__Data for the task__.

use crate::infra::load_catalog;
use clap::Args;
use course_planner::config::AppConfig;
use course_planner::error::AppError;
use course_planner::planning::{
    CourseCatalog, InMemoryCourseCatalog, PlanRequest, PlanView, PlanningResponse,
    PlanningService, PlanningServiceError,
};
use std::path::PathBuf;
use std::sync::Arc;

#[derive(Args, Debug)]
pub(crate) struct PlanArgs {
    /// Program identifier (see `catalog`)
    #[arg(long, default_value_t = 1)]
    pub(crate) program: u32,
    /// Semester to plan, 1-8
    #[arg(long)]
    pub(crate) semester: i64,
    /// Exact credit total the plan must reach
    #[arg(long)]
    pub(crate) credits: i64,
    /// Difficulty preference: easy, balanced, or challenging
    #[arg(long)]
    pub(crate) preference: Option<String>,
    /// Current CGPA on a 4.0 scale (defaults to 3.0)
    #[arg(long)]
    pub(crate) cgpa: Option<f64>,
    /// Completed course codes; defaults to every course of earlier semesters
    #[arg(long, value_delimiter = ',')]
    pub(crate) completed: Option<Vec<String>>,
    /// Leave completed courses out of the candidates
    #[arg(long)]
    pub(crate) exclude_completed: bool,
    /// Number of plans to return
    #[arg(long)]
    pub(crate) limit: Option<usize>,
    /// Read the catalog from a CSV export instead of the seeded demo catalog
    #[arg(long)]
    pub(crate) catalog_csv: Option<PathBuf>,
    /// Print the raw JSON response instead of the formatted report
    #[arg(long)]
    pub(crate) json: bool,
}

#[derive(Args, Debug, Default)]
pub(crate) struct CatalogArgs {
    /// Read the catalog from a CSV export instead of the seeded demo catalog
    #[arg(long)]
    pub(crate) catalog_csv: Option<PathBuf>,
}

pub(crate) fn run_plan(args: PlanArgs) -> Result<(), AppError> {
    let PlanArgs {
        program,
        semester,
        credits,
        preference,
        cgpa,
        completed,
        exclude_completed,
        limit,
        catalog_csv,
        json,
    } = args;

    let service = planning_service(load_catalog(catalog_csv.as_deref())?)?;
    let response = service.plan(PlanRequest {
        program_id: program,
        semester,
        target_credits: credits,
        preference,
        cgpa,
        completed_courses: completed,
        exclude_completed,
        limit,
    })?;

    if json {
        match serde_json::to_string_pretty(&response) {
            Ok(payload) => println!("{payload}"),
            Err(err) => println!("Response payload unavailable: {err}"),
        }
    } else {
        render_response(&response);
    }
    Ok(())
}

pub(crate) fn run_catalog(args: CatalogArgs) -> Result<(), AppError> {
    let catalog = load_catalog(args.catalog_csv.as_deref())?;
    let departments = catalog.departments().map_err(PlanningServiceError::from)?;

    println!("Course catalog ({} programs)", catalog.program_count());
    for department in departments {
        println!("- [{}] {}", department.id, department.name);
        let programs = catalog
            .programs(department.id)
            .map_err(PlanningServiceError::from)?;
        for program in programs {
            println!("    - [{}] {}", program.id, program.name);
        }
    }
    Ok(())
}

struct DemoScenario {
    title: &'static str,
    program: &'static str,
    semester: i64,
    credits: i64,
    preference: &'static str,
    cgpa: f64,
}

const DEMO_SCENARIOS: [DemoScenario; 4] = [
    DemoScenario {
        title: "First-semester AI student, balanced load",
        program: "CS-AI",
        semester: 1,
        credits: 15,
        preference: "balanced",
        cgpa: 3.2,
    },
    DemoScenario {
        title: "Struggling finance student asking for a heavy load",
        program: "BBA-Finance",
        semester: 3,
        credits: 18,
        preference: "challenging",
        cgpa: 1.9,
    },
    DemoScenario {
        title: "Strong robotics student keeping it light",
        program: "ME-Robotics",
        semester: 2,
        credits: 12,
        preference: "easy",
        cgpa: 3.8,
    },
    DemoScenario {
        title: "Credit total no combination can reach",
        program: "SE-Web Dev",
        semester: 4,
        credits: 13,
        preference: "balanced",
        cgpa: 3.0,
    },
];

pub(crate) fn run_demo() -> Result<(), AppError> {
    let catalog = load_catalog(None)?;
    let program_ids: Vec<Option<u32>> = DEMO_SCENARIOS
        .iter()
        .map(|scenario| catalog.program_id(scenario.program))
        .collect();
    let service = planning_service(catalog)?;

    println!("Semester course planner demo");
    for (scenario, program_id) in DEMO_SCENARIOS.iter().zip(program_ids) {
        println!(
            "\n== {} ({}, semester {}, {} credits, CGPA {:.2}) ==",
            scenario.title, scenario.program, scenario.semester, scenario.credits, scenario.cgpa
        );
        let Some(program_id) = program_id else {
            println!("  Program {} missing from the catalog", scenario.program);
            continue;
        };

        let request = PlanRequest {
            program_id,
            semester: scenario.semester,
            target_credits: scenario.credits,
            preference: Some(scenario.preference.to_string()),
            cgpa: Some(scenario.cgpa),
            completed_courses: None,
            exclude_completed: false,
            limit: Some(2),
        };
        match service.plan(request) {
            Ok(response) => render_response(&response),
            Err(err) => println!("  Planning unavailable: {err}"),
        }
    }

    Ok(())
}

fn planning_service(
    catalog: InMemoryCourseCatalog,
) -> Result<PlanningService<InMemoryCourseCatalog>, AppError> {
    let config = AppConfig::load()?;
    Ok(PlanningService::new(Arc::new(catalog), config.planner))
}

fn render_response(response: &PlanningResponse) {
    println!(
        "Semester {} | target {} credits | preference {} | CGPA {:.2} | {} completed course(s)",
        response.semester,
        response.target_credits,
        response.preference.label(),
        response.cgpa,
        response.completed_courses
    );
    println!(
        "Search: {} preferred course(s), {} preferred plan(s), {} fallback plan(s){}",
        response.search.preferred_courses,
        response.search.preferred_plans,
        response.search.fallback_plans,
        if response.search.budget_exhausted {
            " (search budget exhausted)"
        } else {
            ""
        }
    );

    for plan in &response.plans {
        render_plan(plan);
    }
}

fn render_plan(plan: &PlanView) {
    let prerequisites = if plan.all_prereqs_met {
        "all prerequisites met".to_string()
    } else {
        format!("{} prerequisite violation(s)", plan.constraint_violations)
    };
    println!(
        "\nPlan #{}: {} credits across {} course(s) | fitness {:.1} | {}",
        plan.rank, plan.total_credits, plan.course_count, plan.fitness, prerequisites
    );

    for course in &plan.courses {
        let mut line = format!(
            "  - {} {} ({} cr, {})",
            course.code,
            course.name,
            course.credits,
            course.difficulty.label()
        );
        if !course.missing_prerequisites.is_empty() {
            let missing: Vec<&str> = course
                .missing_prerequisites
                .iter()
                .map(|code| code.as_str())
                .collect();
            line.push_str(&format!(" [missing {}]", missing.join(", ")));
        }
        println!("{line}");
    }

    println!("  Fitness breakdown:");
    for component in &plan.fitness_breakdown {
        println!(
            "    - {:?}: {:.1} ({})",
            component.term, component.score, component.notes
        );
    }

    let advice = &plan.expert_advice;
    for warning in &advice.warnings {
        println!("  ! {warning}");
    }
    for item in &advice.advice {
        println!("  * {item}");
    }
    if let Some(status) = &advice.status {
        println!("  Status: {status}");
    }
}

__Aim of the exercise__.
How many lines of the data hold the string "name"? Reply with the number alone.

__Solved problem__.
3